> [WHAT THIS TASK INVOLVES]
Could you return the lines below exactly, from the first line up to and including the line that holds "use crate::core::documents::SourceDocument;"?

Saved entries
- Opening Delimiter -

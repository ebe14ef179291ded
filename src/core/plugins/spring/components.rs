// src/core/plugins/spring/components.rs
//! Entities, services, repositories and DTOs of a Spring application.

use std::sync::LazyLock;

use regex::Regex;
use serde::{Deserialize, Serialize};

use crate::core::documents::SourceDocument;
use crate::core::scan::{collapse_whitespace, find_matching, strip_comments};

static TYPE_DECL: LazyLock<Regex> = LazyLock::new(|| {
    Regex::new(r"(?:^|[\s;}])(?:(?:public|protected|private|abstract|final|static|sealed)\s+)*(class|record|interface|enum)\s+(\w+)")
        .expect("valid regex")
});

static FIELD: LazyLock<Regex> = LazyLock::new(|| {
    Regex::new(
        r"((?:@\w+(?:\s*\([^)]*\))?\s*)*)(?:private|protected|public)\s+(?:final\s+)?([\w.]+(?:\s*<[^;=(){}]*>)?(?:\[\])?)\s+(\w+)\s*(?:=[^;]*)?;",
    )
    .expect("valid regex")
});

static ANNOTATION: LazyLock<Regex> =
    LazyLock::new(|| Regex::new(r"@(\w+)").expect("valid regex"));

static COLUMN_NAME: LazyLock<Regex> = LazyLock::new(|| {
    Regex::new(r#"@(?:Column|JoinColumn)\s*\([^)]*\bname\s*=\s*"([^"]+)""#).expect("valid regex")
});

static TABLE_NAME: LazyLock<Regex> = LazyLock::new(|| {
    Regex::new(r#"@Table\s*\([^)]*\bname\s*=\s*"(\w+)""#).expect("valid regex")
});

static METHOD_DECL: LazyLock<Regex> = LazyLock::new(|| {
    Regex::new(r"(?:public|protected|private)\s+(?:(?:static|final|synchronized|abstract)\s+)*(?:<[^>]*>\s+)?([\w.]+(?:\s*<[^;=(){}]*>)?(?:\[\])?)\s+(\w+)\s*\(")
        .expect("valid regex")
});

static INTERFACE_METHOD: LazyLock<Regex> = LazyLock::new(|| {
    Regex::new(r"(?m)^\s*(?:default\s+)?([\w.]+(?:\s*<[^;=(){}]*>)?(?:\[\])?)\s+(\w+)\s*\(")
        .expect("valid regex")
});

static REPOSITORY_PARENT: LazyLock<Regex> = LazyLock::new(|| {
    Regex::new(r"extends\s+(?:JpaRepository|CrudRepository|PagingAndSortingRepository|ListCrudRepository|ListPagingAndSortingRepository|MongoRepository)\s*<\s*([\w.]+)\s*,\s*([\w.]+)\s*>")
        .expect("valid regex")
});

/// Kind and name of the first type declared in a Java file
pub fn java_type(text: &str) -> Option<(String, String)> {
    let caps = TYPE_DECL.captures(text)?;
    Some((caps[1].to_string(), caps[2].to_string()))
}

/// Byte offset of the first type declaration's keyword
pub fn declaration_start(text: &str) -> Option<usize> {
    TYPE_DECL.captures(text).and_then(|caps| caps.get(1)).map(|m| m.start())
}

#[derive(Debug, Clone, PartialEq, Eq, Serialize, Deserialize)]
pub struct EntityField {
    pub name: String,
    pub field_type: String,
    pub annotations: Vec<String>,
    /// Explicit `@Column(name = ..)` / `@JoinColumn(name = ..)`
    pub column: Option<String>,
}

#[derive(Debug, Clone, Serialize, Deserialize)]
pub struct JpaEntity {
    pub name: String,
    pub table: String,
    pub file: String,
    pub fields: Vec<EntityField>,
}

fn fields(text: &str) -> Vec<EntityField> {
    FIELD
        .captures_iter(text)
        .map(|caps| {
            let annotations_text = caps.get(1).map_or("", |m| m.as_str());
            EntityField {
                name: caps[3].to_string(),
                field_type: collapse_whitespace(&caps[2]),
                annotations: ANNOTATION
                    .captures_iter(annotations_text)
                    .map(|a| a[1].to_string())
                    .collect(),
                column: COLUMN_NAME.captures(annotations_text).map(|c| c[1].to_string()),
            }
        })
        .collect()
}

pub fn extract_entity(doc: &SourceDocument) -> Option<JpaEntity> {
    let text = strip_comments(&doc.content);
    if !text.contains("@Entity") && !text.contains("@Table") {
        return None;
    }
    let (_, name) = java_type(&text)?;

    Some(JpaEntity {
        table: TABLE_NAME
            .captures(&text)
            .map(|c| c[1].to_string())
            .unwrap_or_else(|| name.to_lowercase()),
        name,
        file: doc.relative_path.clone(),
        fields: fields(&text),
    })
}

#[derive(Debug, Clone, PartialEq, Eq, Serialize, Deserialize)]
pub struct JavaMethod {
    pub name: String,
    pub return_type: String,
    pub parameters: Option<String>,
}

fn parameters_at(text: &str, open: usize) -> Option<(String, usize)> {
    let close = find_matching(text, open)?;
    let params = collapse_whitespace(&text[open + 1..close]);
    Some((params, close))
}

fn methods(text: &str, class_name: &str) -> Vec<JavaMethod> {
    METHOD_DECL
        .captures_iter(text)
        .filter_map(|caps| {
            let name = caps[2].to_string();
            if name == class_name {
                return None;
            }
            let open = caps.get(0)?.end() - 1;
            let (params, _) = parameters_at(text, open)?;
            Some(JavaMethod {
                name,
                return_type: collapse_whitespace(&caps[1]),
                parameters: (!params.is_empty()).then_some(params),
            })
        })
        .collect()
}

#[derive(Debug, Clone, Serialize, Deserialize)]
pub struct SpringService {
    pub name: String,
    pub file: String,
    pub methods: Vec<JavaMethod>,
}

pub fn extract_service(doc: &SourceDocument) -> Option<SpringService> {
    let text = strip_comments(&doc.content);
    if !text.contains("@Service") {
        return None;
    }
    let (_, name) = java_type(&text)?;
    Some(SpringService {
        methods: methods(&text, &name),
        name,
        file: doc.relative_path.clone(),
    })
}

#[derive(Debug, Clone, Serialize, Deserialize)]
pub struct Repository {
    pub name: String,
    pub file: String,
    pub entity: String,
    pub id_type: String,
    pub custom_methods: Vec<JavaMethod>,
}

pub fn extract_repository(doc: &SourceDocument) -> Option<Repository> {
    let text = strip_comments(&doc.content);
    let parent = REPOSITORY_PARENT.captures(&text);
    if parent.is_none() && !text.contains("@Repository") {
        return None;
    }
    let (kind, name) = java_type(&text)?;
    if kind != "interface" {
        return None;
    }

    let body_start = text.find('{').map_or(text.len(), |i| i + 1);
    let body = &text[body_start..];
    let custom_methods = INTERFACE_METHOD
        .captures_iter(body)
        .filter_map(|caps| {
            let open = caps.get(0)?.end() - 1;
            let (params, close) = parameters_at(body, open)?;
            let after = body[close + 1..].trim_start();
            if !after.starts_with(';') && !after.starts_with("throws") {
                return None;
            }
            Some(JavaMethod {
                name: caps[2].to_string(),
                return_type: collapse_whitespace(&caps[1]),
                parameters: (!params.is_empty()).then_some(params),
            })
        })
        .collect();

    let (entity, id_type) = parent
        .map(|c| (c[1].to_string(), c[2].to_string()))
        .unwrap_or_else(|| ("Unknown".to_string(), "Unknown".to_string()));

    Some(Repository { name, file: doc.relative_path.clone(), entity, id_type, custom_methods })
}

#[derive(Debug, Clone, PartialEq, Eq, Serialize, Deserialize)]
pub struct DtoField {
    pub name: String,
    pub field_type: String,
}

#[derive(Debug, Clone, Serialize, Deserialize)]
pub struct Dto {
    pub name: String,
    pub file: String,
    /// `class` or `record`
    pub kind: String,
    pub fields: Vec<DtoField>,
}

/// Split record components on commas outside parentheses and generics.
fn record_components(text: &str) -> Vec<&str> {
    let mut parts = Vec::new();
    let mut depth = 0i32;
    let mut start = 0;
    for (i, c) in text.char_indices() {
        match c {
            '(' | '<' | '[' => depth += 1,
            ')' | '>' | ']' => depth -= 1,
            ',' if depth == 0 => {
                parts.push(&text[start..i]);
                start = i + 1;
            }
            _ => {}
        }
    }
    parts.push(&text[start..]);
    parts.into_iter().map(str::trim).filter(|p| !p.is_empty()).collect()
}

/// `@NotBlank String title` -> (`String`, `title`)
fn record_component(component: &str) -> Option<DtoField> {
    let mut rest = component.trim();
    while let Some(stripped) = rest.strip_prefix('@') {
        let name_len = stripped
            .find(|c: char| !(c.is_alphanumeric() || c == '_' || c == '.'))
            .unwrap_or(stripped.len());
        rest = stripped[name_len..].trim_start();
        if rest.starts_with('(') {
            let close = find_matching(rest, 0)?;
            rest = rest[close + 1..].trim_start();
        }
    }
    let (field_type, name) = rest.rsplit_once(char::is_whitespace)?;
    Some(DtoField { name: name.trim().to_string(), field_type: collapse_whitespace(field_type) })
}

/// Whether the path marks a transfer object package
pub fn is_dto_path(relative_path: &str) -> bool {
    let lower = relative_path.to_lowercase();
    ["dto", "request", "response"].iter().any(|k| lower.contains(k))
}

pub fn extract_dto(doc: &SourceDocument) -> Option<Dto> {
    let text = strip_comments(&doc.content);
    let caps = TYPE_DECL.captures(&text)?;
    let kind = caps[1].to_string();
    let name = caps[2].to_string();

    let fields = match kind.as_str() {
        "record" => {
            let after = caps.get(0)?.end();
            let open = after + text[after..].find('(')?;
            let close = find_matching(&text, open)?;
            record_components(&text[open + 1..close])
                .into_iter()
                .filter_map(record_component)
                .collect()
        }
        "class" => fields(&text)
            .into_iter()
            .map(|f| DtoField { name: f.name, field_type: f.field_type })
            .collect(),
        _ => return None,
    };

    Some(Dto { name, file: doc.relative_path.clone(), kind, fields })
}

- Closing Delimiter -

> [REPLY]
repository ebe14ef179291ded
filename src/core/plugins/spring/components.rs
// src/core/plugins/spring/components.rs
//! Entities, services, repositories and DTOs of a Spring application.

use std::sync::LazyLock;

use regex::Regex;
use serde::{Deserialize, Serialize};

use crate::core::documents::SourceDocument;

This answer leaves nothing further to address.